(Records to use)

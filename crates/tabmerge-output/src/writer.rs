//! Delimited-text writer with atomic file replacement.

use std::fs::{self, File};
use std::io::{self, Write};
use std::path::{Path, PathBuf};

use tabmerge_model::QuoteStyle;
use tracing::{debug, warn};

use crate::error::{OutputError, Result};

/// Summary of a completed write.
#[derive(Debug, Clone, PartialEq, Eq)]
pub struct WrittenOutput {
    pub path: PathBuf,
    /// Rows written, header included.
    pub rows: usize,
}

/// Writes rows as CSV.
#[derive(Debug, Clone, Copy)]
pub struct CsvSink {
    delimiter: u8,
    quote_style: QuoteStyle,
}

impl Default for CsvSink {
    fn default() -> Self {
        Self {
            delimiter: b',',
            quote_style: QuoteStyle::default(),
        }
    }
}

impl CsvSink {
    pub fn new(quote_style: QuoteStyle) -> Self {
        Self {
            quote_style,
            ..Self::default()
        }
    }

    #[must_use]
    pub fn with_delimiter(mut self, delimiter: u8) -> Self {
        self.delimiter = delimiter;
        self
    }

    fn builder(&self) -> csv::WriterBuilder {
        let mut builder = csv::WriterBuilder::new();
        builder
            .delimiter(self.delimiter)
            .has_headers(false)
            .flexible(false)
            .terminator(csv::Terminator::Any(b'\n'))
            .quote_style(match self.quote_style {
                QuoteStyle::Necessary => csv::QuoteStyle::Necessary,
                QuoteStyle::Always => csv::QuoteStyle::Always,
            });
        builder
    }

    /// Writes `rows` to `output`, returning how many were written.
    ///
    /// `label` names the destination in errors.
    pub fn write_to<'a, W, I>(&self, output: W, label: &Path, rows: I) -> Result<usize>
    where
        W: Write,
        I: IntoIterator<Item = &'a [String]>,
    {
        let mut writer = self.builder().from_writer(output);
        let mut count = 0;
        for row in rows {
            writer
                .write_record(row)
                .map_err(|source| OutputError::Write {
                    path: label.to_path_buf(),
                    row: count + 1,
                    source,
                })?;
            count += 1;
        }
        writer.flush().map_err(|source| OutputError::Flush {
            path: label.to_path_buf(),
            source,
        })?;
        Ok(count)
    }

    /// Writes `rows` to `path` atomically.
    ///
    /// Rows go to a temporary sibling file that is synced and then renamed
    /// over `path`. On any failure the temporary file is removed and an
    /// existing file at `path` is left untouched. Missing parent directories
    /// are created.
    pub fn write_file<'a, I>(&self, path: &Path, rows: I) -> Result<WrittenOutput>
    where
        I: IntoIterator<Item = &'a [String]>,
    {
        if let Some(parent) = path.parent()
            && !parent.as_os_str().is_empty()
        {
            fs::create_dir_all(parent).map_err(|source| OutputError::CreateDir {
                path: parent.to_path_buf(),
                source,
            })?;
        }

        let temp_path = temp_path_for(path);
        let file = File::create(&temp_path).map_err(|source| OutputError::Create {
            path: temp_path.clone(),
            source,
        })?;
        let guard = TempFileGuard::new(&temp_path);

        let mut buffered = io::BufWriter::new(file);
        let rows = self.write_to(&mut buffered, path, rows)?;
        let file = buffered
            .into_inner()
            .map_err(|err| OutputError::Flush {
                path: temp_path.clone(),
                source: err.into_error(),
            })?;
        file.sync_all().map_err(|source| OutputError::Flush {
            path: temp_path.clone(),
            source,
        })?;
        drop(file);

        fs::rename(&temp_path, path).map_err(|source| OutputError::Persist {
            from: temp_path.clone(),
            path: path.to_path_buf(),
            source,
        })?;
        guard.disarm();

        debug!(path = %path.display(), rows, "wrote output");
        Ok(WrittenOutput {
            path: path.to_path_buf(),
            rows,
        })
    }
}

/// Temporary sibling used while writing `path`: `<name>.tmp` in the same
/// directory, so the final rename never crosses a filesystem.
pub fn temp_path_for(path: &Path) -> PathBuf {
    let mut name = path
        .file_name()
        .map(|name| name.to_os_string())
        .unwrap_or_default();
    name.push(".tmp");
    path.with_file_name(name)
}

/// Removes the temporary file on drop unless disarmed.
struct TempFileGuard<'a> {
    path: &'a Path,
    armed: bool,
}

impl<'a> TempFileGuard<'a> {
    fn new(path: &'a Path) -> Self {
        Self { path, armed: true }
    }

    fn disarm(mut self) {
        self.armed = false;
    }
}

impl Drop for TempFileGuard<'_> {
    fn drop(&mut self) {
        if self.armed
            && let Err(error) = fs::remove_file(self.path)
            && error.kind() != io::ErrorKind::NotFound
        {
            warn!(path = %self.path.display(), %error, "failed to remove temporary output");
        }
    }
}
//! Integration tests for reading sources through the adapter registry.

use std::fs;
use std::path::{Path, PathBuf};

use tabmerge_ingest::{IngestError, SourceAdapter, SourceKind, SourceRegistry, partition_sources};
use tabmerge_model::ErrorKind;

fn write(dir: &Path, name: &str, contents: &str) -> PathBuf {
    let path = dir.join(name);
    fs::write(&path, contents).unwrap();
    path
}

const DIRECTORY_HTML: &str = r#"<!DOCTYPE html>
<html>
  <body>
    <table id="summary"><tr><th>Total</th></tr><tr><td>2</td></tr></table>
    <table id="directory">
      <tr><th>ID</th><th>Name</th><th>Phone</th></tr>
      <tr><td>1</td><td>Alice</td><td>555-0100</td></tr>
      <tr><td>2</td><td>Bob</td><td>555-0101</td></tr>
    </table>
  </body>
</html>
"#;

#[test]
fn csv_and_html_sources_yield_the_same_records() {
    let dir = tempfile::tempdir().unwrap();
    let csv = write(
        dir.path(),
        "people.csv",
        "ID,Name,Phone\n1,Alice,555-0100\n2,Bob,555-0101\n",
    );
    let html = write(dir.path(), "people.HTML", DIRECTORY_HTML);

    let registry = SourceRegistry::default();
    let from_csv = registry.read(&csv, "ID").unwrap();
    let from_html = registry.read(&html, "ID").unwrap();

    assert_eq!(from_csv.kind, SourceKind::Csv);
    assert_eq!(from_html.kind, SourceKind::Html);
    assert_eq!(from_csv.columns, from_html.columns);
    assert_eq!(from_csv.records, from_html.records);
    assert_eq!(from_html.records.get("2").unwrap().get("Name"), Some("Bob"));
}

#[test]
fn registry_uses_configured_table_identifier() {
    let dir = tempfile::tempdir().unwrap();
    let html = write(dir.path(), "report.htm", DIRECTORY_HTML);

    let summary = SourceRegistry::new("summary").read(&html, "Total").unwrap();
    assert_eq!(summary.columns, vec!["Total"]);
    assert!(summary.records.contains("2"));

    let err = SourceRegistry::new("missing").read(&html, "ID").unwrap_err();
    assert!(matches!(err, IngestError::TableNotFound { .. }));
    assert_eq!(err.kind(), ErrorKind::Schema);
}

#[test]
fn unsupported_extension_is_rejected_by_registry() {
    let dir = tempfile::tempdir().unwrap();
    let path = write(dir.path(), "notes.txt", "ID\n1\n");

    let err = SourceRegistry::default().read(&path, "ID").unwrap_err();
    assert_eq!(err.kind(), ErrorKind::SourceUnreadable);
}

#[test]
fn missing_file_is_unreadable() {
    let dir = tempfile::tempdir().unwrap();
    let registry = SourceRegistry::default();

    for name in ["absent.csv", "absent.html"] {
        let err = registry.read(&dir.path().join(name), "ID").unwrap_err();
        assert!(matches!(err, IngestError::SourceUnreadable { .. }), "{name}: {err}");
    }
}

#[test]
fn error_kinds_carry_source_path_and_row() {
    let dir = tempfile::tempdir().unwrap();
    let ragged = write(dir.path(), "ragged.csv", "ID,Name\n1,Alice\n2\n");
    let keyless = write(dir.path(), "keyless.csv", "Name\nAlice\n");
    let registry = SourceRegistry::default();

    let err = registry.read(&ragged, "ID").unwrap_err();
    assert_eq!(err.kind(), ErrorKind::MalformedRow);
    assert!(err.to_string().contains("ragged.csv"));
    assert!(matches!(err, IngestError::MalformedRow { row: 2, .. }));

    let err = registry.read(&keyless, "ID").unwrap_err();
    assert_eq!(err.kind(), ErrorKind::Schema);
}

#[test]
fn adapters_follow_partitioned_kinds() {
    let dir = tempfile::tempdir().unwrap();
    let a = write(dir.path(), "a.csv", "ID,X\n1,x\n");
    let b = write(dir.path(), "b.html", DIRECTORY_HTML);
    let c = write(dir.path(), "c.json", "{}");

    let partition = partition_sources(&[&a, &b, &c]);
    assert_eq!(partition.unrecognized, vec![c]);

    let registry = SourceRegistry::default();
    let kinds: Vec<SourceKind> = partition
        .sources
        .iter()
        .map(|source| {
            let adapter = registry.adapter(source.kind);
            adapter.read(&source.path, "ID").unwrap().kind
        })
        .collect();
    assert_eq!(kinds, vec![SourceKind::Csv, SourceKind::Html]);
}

(End Records to use)

* Task to carry out:
With the line holding "path.with_file_name(name)" as the first and the line holding "fn new(path: &'a" as the last, set down that range of the entries above exactly, and nothing else.

* Answer to this problem:
    path.with_file_name(name)
}

/// Removes the temporary file on drop unless disarmed.
struct TempFileGuard<'a> {
    path: &'a Path,
    armed: bool,
}

impl<'a> TempFileGuard<'a> {
    fn new(path: &'a Path) -> Self {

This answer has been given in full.